### Description of the task:
Reproduce the records below exactly, but only between the lines holding "filename crates/voxflow-audio/src/converter.rs" and "if dst.channels == 0", inclusive.

[Start of Attachment]

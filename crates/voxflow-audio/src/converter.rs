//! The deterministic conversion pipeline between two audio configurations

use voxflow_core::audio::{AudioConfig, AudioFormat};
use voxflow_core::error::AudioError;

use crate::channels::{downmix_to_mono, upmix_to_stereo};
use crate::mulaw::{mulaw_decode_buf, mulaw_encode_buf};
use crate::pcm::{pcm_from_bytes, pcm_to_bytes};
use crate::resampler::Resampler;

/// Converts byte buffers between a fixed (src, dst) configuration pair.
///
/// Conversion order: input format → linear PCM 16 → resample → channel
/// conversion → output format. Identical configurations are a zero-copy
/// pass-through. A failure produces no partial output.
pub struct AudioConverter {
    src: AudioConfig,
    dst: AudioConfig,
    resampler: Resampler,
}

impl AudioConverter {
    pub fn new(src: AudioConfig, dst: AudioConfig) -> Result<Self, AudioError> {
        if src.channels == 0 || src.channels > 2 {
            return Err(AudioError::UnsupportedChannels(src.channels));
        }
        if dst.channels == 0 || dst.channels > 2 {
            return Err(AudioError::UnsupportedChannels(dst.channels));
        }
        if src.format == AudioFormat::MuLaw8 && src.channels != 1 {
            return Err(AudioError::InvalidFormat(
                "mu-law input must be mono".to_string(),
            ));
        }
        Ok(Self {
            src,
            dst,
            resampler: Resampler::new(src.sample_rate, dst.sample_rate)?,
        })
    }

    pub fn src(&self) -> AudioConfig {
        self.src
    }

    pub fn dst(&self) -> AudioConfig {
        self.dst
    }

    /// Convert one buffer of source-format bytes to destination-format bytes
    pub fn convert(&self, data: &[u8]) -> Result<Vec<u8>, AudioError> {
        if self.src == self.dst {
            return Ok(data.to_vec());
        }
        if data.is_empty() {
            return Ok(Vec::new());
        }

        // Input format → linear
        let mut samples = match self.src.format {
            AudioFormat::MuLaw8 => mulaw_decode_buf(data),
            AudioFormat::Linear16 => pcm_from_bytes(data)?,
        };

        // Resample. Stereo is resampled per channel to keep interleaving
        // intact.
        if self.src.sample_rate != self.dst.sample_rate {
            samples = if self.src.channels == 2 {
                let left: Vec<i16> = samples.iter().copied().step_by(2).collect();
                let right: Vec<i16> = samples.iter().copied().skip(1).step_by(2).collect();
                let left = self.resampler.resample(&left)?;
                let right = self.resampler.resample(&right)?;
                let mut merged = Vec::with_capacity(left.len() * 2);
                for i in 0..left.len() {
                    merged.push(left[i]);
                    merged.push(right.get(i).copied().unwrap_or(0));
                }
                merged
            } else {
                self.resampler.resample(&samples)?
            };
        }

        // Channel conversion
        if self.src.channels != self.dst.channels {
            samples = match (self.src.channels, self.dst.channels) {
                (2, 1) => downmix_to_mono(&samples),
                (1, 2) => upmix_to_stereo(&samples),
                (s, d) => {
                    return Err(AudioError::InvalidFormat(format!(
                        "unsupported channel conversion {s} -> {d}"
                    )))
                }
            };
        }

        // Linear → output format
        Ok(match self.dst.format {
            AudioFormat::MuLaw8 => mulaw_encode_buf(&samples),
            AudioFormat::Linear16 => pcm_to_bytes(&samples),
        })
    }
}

[End of Attachment]
[Start of Attachment]

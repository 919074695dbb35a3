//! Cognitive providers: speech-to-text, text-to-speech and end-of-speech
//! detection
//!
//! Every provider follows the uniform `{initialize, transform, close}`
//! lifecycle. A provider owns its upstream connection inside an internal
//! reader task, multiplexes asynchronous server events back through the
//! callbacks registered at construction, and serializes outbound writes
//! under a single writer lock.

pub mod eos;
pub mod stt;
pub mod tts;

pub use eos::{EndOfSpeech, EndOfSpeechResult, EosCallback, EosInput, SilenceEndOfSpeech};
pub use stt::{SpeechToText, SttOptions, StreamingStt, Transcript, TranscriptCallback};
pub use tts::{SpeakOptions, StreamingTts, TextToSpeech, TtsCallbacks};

[End of Attachment]
[Start of Attachment]

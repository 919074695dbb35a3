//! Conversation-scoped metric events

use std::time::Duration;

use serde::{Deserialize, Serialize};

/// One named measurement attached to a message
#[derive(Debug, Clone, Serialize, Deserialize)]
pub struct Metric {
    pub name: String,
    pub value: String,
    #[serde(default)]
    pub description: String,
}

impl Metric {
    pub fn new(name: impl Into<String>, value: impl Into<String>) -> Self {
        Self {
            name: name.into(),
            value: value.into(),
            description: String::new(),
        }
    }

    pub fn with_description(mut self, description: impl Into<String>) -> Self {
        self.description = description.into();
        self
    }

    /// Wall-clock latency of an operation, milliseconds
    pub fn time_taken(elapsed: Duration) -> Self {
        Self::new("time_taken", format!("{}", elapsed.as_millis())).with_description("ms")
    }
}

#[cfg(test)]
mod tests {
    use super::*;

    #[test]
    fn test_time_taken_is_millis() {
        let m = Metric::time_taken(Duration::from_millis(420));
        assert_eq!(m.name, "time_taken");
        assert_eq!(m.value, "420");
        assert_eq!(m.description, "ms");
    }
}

[End of Attachment]

### Written response:
filename crates/voxflow-audio/src/converter.rs
//! The deterministic conversion pipeline between two audio configurations

use voxflow_core::audio::{AudioConfig, AudioFormat};
use voxflow_core::error::AudioError;

use crate::channels::{downmix_to_mono, upmix_to_stereo};
use crate::mulaw::{mulaw_decode_buf, mulaw_encode_buf};
use crate::pcm::{pcm_from_bytes, pcm_to_bytes};
use crate::resampler::Resampler;

/// Converts byte buffers between a fixed (src, dst) configuration pair.
///
/// Conversion order: input format → linear PCM 16 → resample → channel
/// conversion → output format. Identical configurations are a zero-copy
/// pass-through. A failure produces no partial output.
pub struct AudioConverter {
    src: AudioConfig,
    dst: AudioConfig,
    resampler: Resampler,
}

impl AudioConverter {
    pub fn new(src: AudioConfig, dst: AudioConfig) -> Result<Self, AudioError> {
        if src.channels == 0 || src.channels > 2 {
            return Err(AudioError::UnsupportedChannels(src.channels));
        }
        if dst.channels == 0 || dst.channels > 2 {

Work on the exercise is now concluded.